Requirement: Please print only the top portion of the entries below, ending with the line that contains "module's path, so", exactly as written.

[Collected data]
● ● ●

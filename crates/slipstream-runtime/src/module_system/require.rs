// This Source Code Form is subject to the terms of the Mozilla Public
// License, v. 2.0. If a copy of the MPL was not distributed with this
// file, You can obtain one at https://mozilla.org/MPL/2.0/.
//
// Copyright (c) 2025 Pegasus Heavy Industries, LLC

//! CommonJS require() implementation.
//!
//! Each module gets its own `require` closure bound to the module's path, so
//! relative specifiers resolve against the requiring file. Loading dispatches
//! on the extension registry: source files are wrapped and compiled, JSON is
//! parsed, and `.jsb` artifacts go through the bytecode loader when the hook
//! is installed.

use std::cell::RefCell;
use std::fs;
use std::path::{Path, PathBuf};
use std::rc::Rc;

use slipstream_engine::{Engine, Value};

use crate::artifact::{self, Artifact};
use crate::error::{Error, Result};
use crate::loader::{run_bytecode, ModuleScope};
use crate::module_system::cache::{CachedModule, ModuleCache};
use crate::module_system::hook::{self, ExtensionKind};
use crate::module_system::resolver::ModuleResolver;

/// Module loader state: resolver plus cache.
#[derive(Debug, Default)]
pub struct ModuleLoader {
    resolver: ModuleResolver,
    cache: ModuleCache,
}

impl ModuleLoader {
    /// Creates a new module loader.
    pub fn new() -> Self {
        Self::default()
    }

    /// The module cache.
    pub fn cache(&self) -> &ModuleCache {
        &self.cache
    }

    /// Clears the module cache.
    pub fn clear_cache(&mut self) {
        self.cache.clear();
    }
}

/// Shared handle to a module loader; `require` closures keep one alive.
pub type SharedLoader = Rc<RefCell<ModuleLoader>>;

/// Creates a fresh shared module loader.
pub fn new_shared() -> SharedLoader {
    Rc::new(RefCell::new(ModuleLoader::new()))
}

/// Loads a module for `specifier`, resolved relative to `parent`.
pub fn require_from(
    loader: &SharedLoader,
    engine: &mut Engine,
    specifier: &str,
    parent: &Path,
) -> Result<Value> {
    let resolved = loader.borrow().resolver.resolve(specifier, parent)?;
    let abs_path = resolved.canonicalize().unwrap_or(resolved);

    if let Some(cached) = loader.borrow().cache.get(&abs_path) {
        return Ok(cached.exports.clone());
    }

    let extension = abs_path
        .extension()
        .and_then(|e| e.to_str())
        .unwrap_or("")
        .to_string();
    let kind = hook::handler_for(&extension).ok_or_else(|| Error::ModuleResolution {
        module: abs_path.display().to_string(),
        reason: format!("no handler registered for extension '.{}'", extension),
    })?;

    tracing::debug!(path = %abs_path.display(), ?kind, "loading module");

    match kind {
        ExtensionKind::Source => load_source_module(loader, engine, &abs_path),
        ExtensionKind::Json => load_json_module(loader, engine, &abs_path),
        ExtensionKind::Bytecode => load_bytecode_module(loader, engine, &abs_path),
    }
}

/// Builds the `require` function value for a module at `parent`.
pub fn make_require(loader: &SharedLoader, engine: &mut Engine, parent: PathBuf) -> Value {
    let loader = Rc::clone(loader);
    engine.native("require", move |engine, args| {
        let specifier = match args.first() {
            Some(Value::String(s)) => s.clone(),
            _ => {
                return Err(slipstream_engine::Error::TypeError(
                    "require expects a module specifier string".into(),
                ));
            }
        };
        require_from(&loader, engine, &specifier, &parent).map_err(into_engine_error)
    })
}

/// Maps runtime errors onto engine errors at the native-function boundary,
/// keeping the message (and the cache-rejection kind) intact.
fn into_engine_error(err: Error) -> slipstream_engine::Error {
    match err {
        Error::Engine(inner) => inner,
        Error::CacheRejected(reason) => slipstream_engine::Error::CacheRejected(reason),
        Error::ModuleNotFound(module) => {
            slipstream_engine::Error::TypeError(format!("Cannot find module '{}'", module))
        }
        other => slipstream_engine::Error::InternalError(other.to_string()),
    }
}

/// Creates the module scope for `path` and inserts the in-progress cache
/// entry so circular requires observe partial exports.
fn make_module_scope(loader: &SharedLoader, engine: &mut Engine, path: &Path) -> ModuleScope {
    let exports = engine.alloc_object();
    let module = engine.alloc_object();
    let _ = engine.set_property(&module, "exports", exports.clone());
    let _ = engine.set_property(
        &module,
        "filename",
        Value::String(path.display().to_string()),
    );
    let require = make_require(loader, engine, path.to_path_buf());

    loader.borrow_mut().cache.set(
        path.to_path_buf(),
        CachedModule {
            exports: exports.clone(),
            filename: path.to_path_buf(),
            loaded: false,
        },
    );

    let dirname = path
        .parent()
        .unwrap_or_else(|| Path::new("."))
        .display()
        .to_string();
    ModuleScope {
        exports,
        require,
        module,
        filename: path.display().to_string(),
        dirname,
    }
}

/// Marks a module as fully loaded with its final exports.
fn finalize(loader: &SharedLoader, path: &Path, exports: &Value) {
    loader.borrow_mut().cache.set(
        path.to_path_buf(),
        CachedModule {
            exports: exports.clone(),
            filename: path.to_path_buf(),
            loaded: true,
        },
    );
}

fn load_source_module(
    loader: &SharedLoader,
    engine: &mut Engine,
    path: &Path,
) -> Result<Value> {
    let source = fs::read_to_string(path).map_err(|e| Error::io(path, e))?;
    let scope = make_module_scope(loader, engine, path);

    let wrapped = artifact::wrap_module(&source);
    let script = engine.compile(&wrapped).map_err(|err| match err {
        slipstream_engine::Error::SyntaxError(msg) => {
            Error::Compile(format!("{}: {}", path.display(), msg))
        }
        other => Error::Engine(other),
    })?;
    let wrapper = engine.run(&script)?;

    let args = [
        scope.exports.clone(),
        scope.require.clone(),
        scope.module.clone(),
        Value::String(scope.filename.clone()),
        Value::String(scope.dirname.clone()),
    ];
    engine.call(&wrapper, &args)?;

    let exports = engine.get_property(&scope.module, "exports");
    finalize(loader, path, &exports);
    Ok(exports)
}

fn load_json_module(loader: &SharedLoader, engine: &mut Engine, path: &Path) -> Result<Value> {
    let content = fs::read_to_string(path).map_err(|e| Error::io(path, e))?;
    let json: serde_json::Value = serde_json::from_str(&content)?;
    let value = json_to_value(engine, &json);
    finalize(loader, path, &value);
    Ok(value)
}

fn load_bytecode_module(
    loader: &SharedLoader,
    engine: &mut Engine,
    path: &Path,
) -> Result<Value> {
    let bytes = fs::read(path).map_err(|e| Error::io(path, e))?;
    let artifact = Artifact::from_bytes(bytes);
    let scope = make_module_scope(loader, engine, path);

    let exports = run_bytecode(engine, &artifact, Some(scope))?;
    finalize(loader, path, &exports);
    Ok(exports)
}

/// Converts a serde_json value into engine values.
fn json_to_value(engine: &mut Engine, json: &serde_json::Value) -> Value {
    match json {
        serde_json::Value::Null => Value::Null,
        serde_json::Value::Bool(b) => Value::Boolean(*b),
        serde_json::Value::Number(n) => Value::Number(n.as_f64().unwrap_or(0.0)),
        serde_json::Value::String(s) => Value::String(s.clone()),
        serde_json::Value::Array(arr) => {
            let object = engine.alloc_object();
            for (i, element) in arr.iter().enumerate() {
                let value = json_to_value(engine, element);
                let _ = engine.set_property(&object, &i.to_string(), value);
            }
            let _ = engine.set_property(&object, "length", Value::Number(arr.len() as f64));
            object
        }
        serde_json::Value::Object(map) => {
            let object = engine.alloc_object();
            for (key, value) in map {
                let value = json_to_value(engine, value);
                let _ = engine.set_property(&object, key, value);
            }
            object
        }
    }
}

#[cfg(test)]
mod tests {
    use super::*;
    use std::fs;

    #[test]
    fn test_require_source_module() {
        let dir = tempfile::tempdir().unwrap();
        fs::write(dir.path().join("dep.js"), "module.exports = 41 + 2;").unwrap();

        let loader = new_shared();
        let mut engine = Engine::new();
        let value = require_from(
            &loader,
            &mut engine,
            "./dep.js",
            &dir.path().join("main.js"),
        )
        .unwrap();
        assert_eq!(value, Value::Number(43.0));
    }

    #[test]
    fn test_require_caches_by_path() {
        let dir = tempfile::tempdir().unwrap();
        fs::write(
            dir.path().join("state.js"),
            "exports.calls = (exports.calls || 0) + 1;",
        )
        .unwrap();

        let loader = new_shared();
        let mut engine = Engine::new();
        let parent = dir.path().join("main.js");
        let first = require_from(&loader, &mut engine, "./state.js", &parent).unwrap();
        let again = require_from(&loader, &mut engine, "./state.js", &parent).unwrap();
        assert_eq!(first, again);
        assert_eq!(engine.get_property(&first, "calls"), Value::Number(1.0));
    }

    #[test]
    fn test_require_transitive_dependency() {
        let dir = tempfile::tempdir().unwrap();
        fs::write(dir.path().join("leaf.js"), "module.exports = 40;").unwrap();
        fs::write(
            dir.path().join("mid.js"),
            "module.exports = require('./leaf.js') + 3;",
        )
        .unwrap();

        let loader = new_shared();
        let mut engine = Engine::new();
        let value = require_from(
            &loader,
            &mut engine,
            "./mid.js",
            &dir.path().join("main.js"),
        )
        .unwrap();
        assert_eq!(value, Value::Number(43.0));
    }

    #[test]
    fn test_require_json_module() {
        let dir = tempfile::tempdir().unwrap();
        fs::write(dir.path().join("config.json"), r#"{"answer": 43}"#).unwrap();

        let loader = new_shared();
        let mut engine = Engine::new();
        let value = require_from(
            &loader,
            &mut engine,
            "./config.json",
            &dir.path().join("main.js"),
        )
        .unwrap();
        assert_eq!(engine.get_property(&value, "answer"), Value::Number(43.0));
    }

    #[test]
    fn test_require_missing_module() {
        let loader = new_shared();
        let mut engine = Engine::new();
        let err =
            require_from(&loader, &mut engine, "./gone.js", Path::new("/tmp/main.js")).unwrap_err();
        assert!(matches!(err, Error::ModuleNotFound(_)));
    }

    #[test]
    fn test_require_unregistered_extension_fails() {
        let dir = tempfile::tempdir().unwrap();
        fs::write(dir.path().join("dep.wasm"), b"\0asm").unwrap();

        let loader = new_shared();
        let mut engine = Engine::new();
        let err = require_from(
            &loader,
            &mut engine,
            "./dep.wasm",
            &dir.path().join("main.js"),
        )
        .unwrap_err();
        assert!(matches!(err, Error::ModuleResolution { .. }));
    }
}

● ● ●

Response to this task:
filename crates/slipstream-runtime/src/module_system/require.rs
// This Source Code Form is subject to the terms of the Mozilla Public
// License, v. 2.0. If a copy of the MPL was not distributed with this
// file, You can obtain one at https://mozilla.org/MPL/2.0/.
//
// Copyright (c) 2025 Pegasus Heavy Industries, LLC

//! CommonJS require() implementation.
//!
//! Each module gets its own `require` closure bound to the module's path, so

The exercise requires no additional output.